## What the task asks
The lines from the first line of the entries through the line containing "use crate::records::links::LinkRecord;" are to be repeated exactly, with both of those lines included.

Stored data
•••

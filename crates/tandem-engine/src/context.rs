//! Step execution context
//!
//! Everything a step may touch is passed in explicitly: the ambient
//! transaction, the collaborators, the engine configuration and the
//! dispatcher (for synchronous sub-protocols). Steps never hold on to any of
//! it past their own execution.

use std::sync::Arc;
use tracing::debug;

use tandem_core::effects::{ChallengeEffects, ChannelEffects, IdentityEffects};
use tandem_core::{
    IdentityKey, MessageHandle, MessageKind, MessageUid, OutboundMessage, ProtocolInstanceUid,
    ProtocolKind, ReceivedMessage, ReceptionChannelInfo, Result, Savepoint, SendChannelTarget,
    Signature, StateKind, StoreTransaction, TandemError, TrustLevel,
};

use crate::config::EngineConfig;
use crate::dispatcher::{DispatchOutcome, Dispatcher};
use crate::notifications;
use crate::protocol::{envelope_for, ProtocolMessage};
use crate::records::links::LinkRecord;
use crate::records::waiting::{WaitingCondition, WaitingRecord};
use crate::records::{inbox, instances, links, replay, waiting};

/// Collaborators shared by every step
#[derive(Clone)]
pub struct EngineEffects {
    /// Identity, contact and group store
    pub identity: Arc<dyn IdentityEffects>,
    /// Secure channels and transport
    pub channels: Arc<dyn ChannelEffects>,
    /// Challenge signing and checking
    pub challenges: Arc<dyn ChallengeEffects>,
}

impl EngineEffects {
    /// Bundle collaborators
    pub fn new(
        identity: Arc<dyn IdentityEffects>,
        channels: Arc<dyn ChannelEffects>,
        challenges: Arc<dyn ChallengeEffects>,
    ) -> Self {
        Self {
            identity,
            channels,
            challenges,
        }
    }
}

/// Result of a synchronous sub-protocol run
#[derive(Debug, Clone, Copy, PartialEq, Eq)]
pub struct SubProtocolOutcome {
    /// Instance created for the run
    pub instance_uid: ProtocolInstanceUid,
    /// State the instance ended the step in
    pub state: StateKind,
}

/// Handle a step uses to read and act on the world
pub struct StepContext<'a> {
    tx: &'a mut dyn StoreTransaction,
    dispatcher: &'a Dispatcher,
    channel: &'a ReceptionChannelInfo,
    owned_identity: IdentityKey,
    protocol_kind: ProtocolKind,
    instance_uid: ProtocolInstanceUid,
    depth: usize,
}

impl<'a> StepContext<'a> {
    pub(crate) fn new(
        tx: &'a mut dyn StoreTransaction,
        dispatcher: &'a Dispatcher,
        channel: &'a ReceptionChannelInfo,
        owned_identity: IdentityKey,
        protocol_kind: ProtocolKind,
        instance_uid: ProtocolInstanceUid,
        depth: usize,
    ) -> Self {
        Self {
            tx,
            dispatcher,
            channel,
            owned_identity,
            protocol_kind,
            instance_uid,
            depth,
        }
    }

    /// Owned identity the instance runs under
    pub fn owned_identity(&self) -> IdentityKey {
        self.owned_identity
    }

    /// Uid of the running instance
    pub fn instance_uid(&self) -> ProtocolInstanceUid {
        self.instance_uid
    }

    /// How the triggering message arrived
    pub fn reception_channel(&self) -> &'a ReceptionChannelInfo {
        self.channel
    }

    /// Remote identity of the secure channel the message arrived on
    pub fn remote_identity(&self) -> Result<IdentityKey> {
        self.channel.remote_identity().copied().ok_or_else(|| {
            TandemError::internal(format!(
                "{} step needs a secure channel, got {:?}",
                self.protocol_kind, self.channel
            ))
        })
    }

    /// Ambient transaction
    pub fn tx(&mut self) -> &mut dyn StoreTransaction {
        &mut *self.tx
    }

    /// Identity collaborator
    pub fn identity(&self) -> &'a dyn IdentityEffects {
        self.dispatcher.effects().identity.as_ref()
    }

    /// Channel collaborator
    pub fn channels(&self) -> &'a dyn ChannelEffects {
        self.dispatcher.effects().channels.as_ref()
    }

    /// Challenge collaborator
    pub fn challenges(&self) -> &'a dyn ChallengeEffects {
        self.dispatcher.effects().challenges.as_ref()
    }

    /// Engine configuration
    pub fn config(&self) -> &'a EngineConfig {
        self.dispatcher.config()
    }

    /// Queue a message for this same instance
    pub fn post_to_self<M: ProtocolMessage>(&mut self, message: &M) -> Result<MessageUid> {
        if M::PROTOCOL != self.protocol_kind {
            return Err(TandemError::internal(format!(
                "{} instance cannot post a {} message to itself",
                self.protocol_kind,
                M::PROTOCOL
            )));
        }
        self.post_local(self.instance_uid, message)
    }

    /// Queue a local message for an instance of this owned identity
    pub fn post_local<M: ProtocolMessage>(
        &mut self,
        instance_uid: ProtocolInstanceUid,
        message: &M,
    ) -> Result<MessageUid> {
        let envelope = envelope_for(self.owned_identity, instance_uid, message)?;
        let received = ReceivedMessage::new(envelope, ReceptionChannelInfo::Local);
        let uid = received.uid;
        inbox::insert(self.tx, &received)?;
        Ok(uid)
    }

    /// Emit a message towards `target`; a `Local` target lands in this
    /// device's inbox
    pub fn post<M: ProtocolMessage>(
        &mut self,
        target: SendChannelTarget,
        instance_uid: ProtocolInstanceUid,
        message: &M,
    ) -> Result<MessageHandle> {
        if target == SendChannelTarget::Local {
            let uid = self.post_local(instance_uid, message)?;
            return Ok(MessageHandle::from_uuid(uid.uuid()));
        }
        let envelope = envelope_for(self.owned_identity, instance_uid, message)?;
        let channels = self.channels();
        let handle = channels.post(self.tx, OutboundMessage { envelope, target })?;
        debug!(
            protocol = %M::PROTOCOL,
            instance = %instance_uid,
            message = %message.kind(),
            handle = %handle,
            "Message handed to transport"
        );
        Ok(handle)
    }

    /// Run the initial step of another protocol to completion inside this
    /// transaction. The sub-protocol gets a fresh instance; the state it
    /// lands in must be one of `expected`. Its writes are staged and only
    /// reach this transaction when it succeeds, so a failed sub-protocol
    /// leaves neither an instance nor queued messages behind.
    pub fn execute_sub_protocol<M: ProtocolMessage>(
        &mut self,
        message: &M,
        expected: &[StateKind],
    ) -> Result<SubProtocolOutcome> {
        let depth = self.depth + 1;
        if depth > self.config().max_sub_protocol_depth {
            return Err(TandemError::internal(format!(
                "sub-protocol nesting exceeds {} levels",
                self.config().max_sub_protocol_depth
            )));
        }
        let instance_uid = ProtocolInstanceUid::random();
        let envelope = envelope_for(self.owned_identity, instance_uid, message)?;
        let dispatcher = self.dispatcher;
        let mut savepoint = Savepoint::new(&mut *self.tx);
        let outcome = dispatcher
            .execute_synchronously(&mut savepoint, &envelope, depth)
            .and_then(|outcome| match outcome {
                DispatchOutcome::Executed { to, .. } if expected.contains(&to) => {
                    Ok(SubProtocolOutcome {
                        instance_uid,
                        state: to,
                    })
                }
                DispatchOutcome::Executed { to, .. } => Err(TandemError::internal(format!(
                    "{} sub-protocol ended in unexpected {to}",
                    M::PROTOCOL
                ))),
                DispatchOutcome::Dropped(reason) => Err(TandemError::internal(format!(
                    "{} sub-protocol did not run: {reason}",
                    M::PROTOCOL
                ))),
            });
        match outcome {
            Ok(outcome) => {
                savepoint.release()?;
                Ok(outcome)
            }
            Err(e) => {
                debug!(
                    protocol = %M::PROTOCOL,
                    instance = %instance_uid,
                    discarded = savepoint.staged(),
                    "Sub-protocol failed, writes discarded"
                );
                Err(e)
            }
        }
    }

    /// Ask to be sent `message_kind` once `child_uid` reaches `child_state`
    pub fn register_link(
        &mut self,
        child_uid: ProtocolInstanceUid,
        child_state: StateKind,
        message_kind: MessageKind,
    ) -> Result<bool> {
        links::register(
            self.tx,
            &LinkRecord {
                owned_identity: self.owned_identity,
                parent_kind: self.protocol_kind,
                parent_uid: self.instance_uid,
                child_uid,
                expected_child_state: child_state,
                message_kind,
            },
        )
    }

    /// Ask to be sent `message_kind` once `contact` is trusted at `level`
    pub fn wait_for_trust_level(
        &mut self,
        contact: IdentityKey,
        level: TrustLevel,
        message_kind: MessageKind,
    ) -> Result<()> {
        self.wait_for(contact, WaitingCondition::TrustLevelAtLeast(level), message_kind)
    }

    /// Ask to be sent `message_kind` once `contact` is a one-to-one contact
    /// trusted at least at `min_trust_level`
    pub fn wait_for_one_to_one(
        &mut self,
        contact: IdentityKey,
        min_trust_level: TrustLevel,
        message_kind: MessageKind,
    ) -> Result<()> {
        self.wait_for(
            contact,
            WaitingCondition::OneToOneUpgrade { min_trust_level },
            message_kind,
        )
    }

    fn wait_for(
        &mut self,
        contact: IdentityKey,
        condition: WaitingCondition,
        message_kind: MessageKind,
    ) -> Result<()> {
        waiting::register(
            self.tx,
            &WaitingRecord {
                owned_identity: self.owned_identity,
                contact,
                protocol_kind: self.protocol_kind,
                instance_uid: self.instance_uid,
                condition,
                message_kind,
            },
        )
    }

    /// Resolve waiting records about `contact` against its current trust
    pub fn resolve_waiters(&mut self, contact: &IdentityKey) -> Result<usize> {
        let identity = self.identity();
        let Some(current) = identity.contact(self.tx, &self.owned_identity, contact)? else {
            return Ok(0);
        };
        notifications::resolve_waiters(
            self.tx,
            &self.owned_identity,
            contact,
            current.trust_level,
            current.one_to_one,
        )
    }

    /// Whether `signature` was already accepted for this owned identity
    pub fn signature_already_seen(&mut self, signature: &Signature) -> Result<bool> {
        replay::contains(self.tx, &self.owned_identity, signature)
    }

    /// Remember an accepted signature
    pub fn record_signature(&mut self, signature: &Signature) -> Result<()> {
        replay::insert(self.tx, &self.owned_identity, signature)
    }

    /// Forget every accepted signature of this owned identity
    pub fn forget_signatures(&mut self) -> Result<usize> {
        replay::delete_all(self.tx, &self.owned_identity)
    }

    /// Delete every other instance of this owned identity
    pub fn delete_all_other_instances(&mut self) -> Result<usize> {
        instances::delete_all_except(self.tx, &self.owned_identity, &self.instance_uid)
    }
}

•••

## Task output
filename crates/tandem-engine/src/context.rs
//! Step execution context
//!
//! Everything a step may touch is passed in explicitly: the ambient
//! transaction, the collaborators, the engine configuration and the
//! dispatcher (for synchronous sub-protocols). Steps never hold on to any of
//! it past their own execution.

use std::sync::Arc;
use tracing::debug;

use tandem_core::effects::{ChallengeEffects, ChannelEffects, IdentityEffects};
use tandem_core::{
    IdentityKey, MessageHandle, MessageKind, MessageUid, OutboundMessage, ProtocolInstanceUid,
    ProtocolKind, ReceivedMessage, ReceptionChannelInfo, Result, Savepoint, SendChannelTarget,
    Signature, StateKind, StoreTransaction, TandemError, TrustLevel,
};

use crate::config::EngineConfig;
use crate::dispatcher::{DispatchOutcome, Dispatcher};
use crate::notifications;
use crate::protocol::{envelope_for, ProtocolMessage};
use crate::records::links::LinkRecord;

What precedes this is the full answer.